Method 2: Pass Constructor method generates objects
String str1 = new String(" hello word ");
Method 3: Generate objects through character array
char[] data = new char[]{'a', 'b' ,'c'};
Method 4: Convert to string through String's static method valueOf (any data type) = > (commonly used)
String str2 = String.valueOf(10 );
Literal value: The value written directly is called literal value
10 – > int literal value
10.1 --> double literal
true --> boolean literal
" abc " – > String literal
The literal of a string is actually a string object
String str = “hello word”;
String str2 = str;
At this time, this is both a string literal and a string object. In order to facilitate understanding, draw a picture. This is to facilitate our understanding. For the time being, we think it is stored on the heap. In fact, 
is stored in the method area. If we let str2 = "Hello" at this time, it will not affect the output of str because it is enclosed by " ". Hello is also a string object, which means that a new space is opened on the heap at this time, and str2 saves the address space of the new object at this time, which has no effect on str
When comparing whether all reference data types are equal, use the equals method to compare. The common classes in JDK have overridden the equals method, and you can use it directly
Reference data types What is compared using == is the address
The picture below shows two references pointing to the same address space, which is related to the constant pool of strings 
The picture below produces two objects and two addresses Space, using == returns false
The comparison of equals is a case-sensitive comparison
The equalsIgnoreCase method is a case-insensitive comparison
When used When the direct assignment method generates a string object, the JVM will maintain a string constant pool. If the object does not exist in the heap, a string object will be generated and added to the string constant pool; when the direct assignment method continues to be used When generating a string object, the JVM finds that the content pointed to by the reference already exists in the constant pool. At this time, it no longer creates a new string object, but directly reuses the existing object. This is why the three in the figure above The reference points to the same block address 
When the object is generated for the first time, there is nothing in the constant pool, so a string object is generated and stored in the constant pool. When the second When the object is generated three times, the JVM finds that the same content already exists in the constant pool, so it no longer generates a new object and directly points to the same address space as str1
The program is executed from right to left. At this time, the right side of the first line of code is a string constant, which is also a string object, so first open up a space in the constant pool, and then create a new one The string object is stored, and the program is executed to the left. When the new keyword is encountered, a new object is created and stored in the heap. Then str1 points to the object in the heap. When pointing to the second and third lines of code, the constant pool is found. The object already exists in the object and will not be created again. When the new keyword is encountered, a new object will be created. The memory diagram is as follows: 
String class provides The intern method, which is a local method: 
Calling the intern method will save the object pointed to by the current string reference to the string constant pool. There are two situations:
1. If If the object already exists in the current constant pool, no new object will be generated and the String object in the constant pool will be returned.
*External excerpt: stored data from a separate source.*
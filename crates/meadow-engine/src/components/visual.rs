use crate::api::types::MeshId;

/// Visual component — tells the render collaborator what to draw for an entity.
#[derive(Debug, Clone, PartialEq)]
pub struct Visual {
    /// Which mesh to draw.
    pub mesh: MeshId,
    /// Game-defined variant (e.g. a colour palette index).
    pub variant: u32,
    /// Mesh-specific parameter (highlight state, animation angle, ...).
    pub param: f32,
}

impl Visual {
    pub fn new(mesh: MeshId) -> Self {
        Self {
            mesh,
            variant: 0,
            param: 0.0,
        }
    }

    pub fn with_variant(mut self, variant: u32) -> Self {
        self.variant = variant;
        self
    }

    pub fn with_param(mut self, param: f32) -> Self {
        self.param = param;
        self
    }
}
2. If the object does not exist in the current constant pool, the object will be put into the pool and returned to the pool. the following address.
1. Take a look at the output of the following lines of code 
Because the intern method has a return value, str1 only calls the intern method at this time and does not receive the return value. So str1 still points to the object in the heap, str2 points to the object in the constant pool, so false is returned; 
As long as the return value of calling the intern method is received, true will be returned; 
At this point, the object pointed to by str1 is manually added to the pool. The object already exists in the pool. Directly let str1 point to the object. 
2. Take a look at the following lines of code Output
When manually entering the pool, there is nothing in the pool, so it is moved directly into the constant pool
Note: The so-called string immutability means that the content of the string is immutable, and References that are not strings cannot be changed
The immutable here refers to "hello", "world", "helloworld", "!!!", and the spliced "helloworld!!!" "These already created string objects cannot modify their contents once declared, but the references can be changed. One will point to hello, another will point to helloworld, and another will point to hello world! ! ! , this is all possible
A string is just a character array -> char[], the string is actually stored in the character array. Why can't the content of the string be changed? Let's take a look at the source code of the string and find out. 
We can see that the character array inside String is encapsulated. This character array cannot be accessed from outside the String class, let alone changing the content of the string
String str = " hello ";
1. Destroy the encapsulation of the value array through reflection at runtime
2. Use StringBuilder or StringBuffer instead Class - - is no longer a type
a.StringBuilder: thread-safe, strong performance
b.StringBuffer: thread-safe, poor performance
In addition, the usage of the two classes is exactly the same
If you need to splice strings frequently, use the append method of the StringBuilder class. Only one object is generated here, which will become hello for a while and hello world for a while.
The StringBuilder class and String are two independent classes. The StringBuilder class was created to solve the problem of string splicing.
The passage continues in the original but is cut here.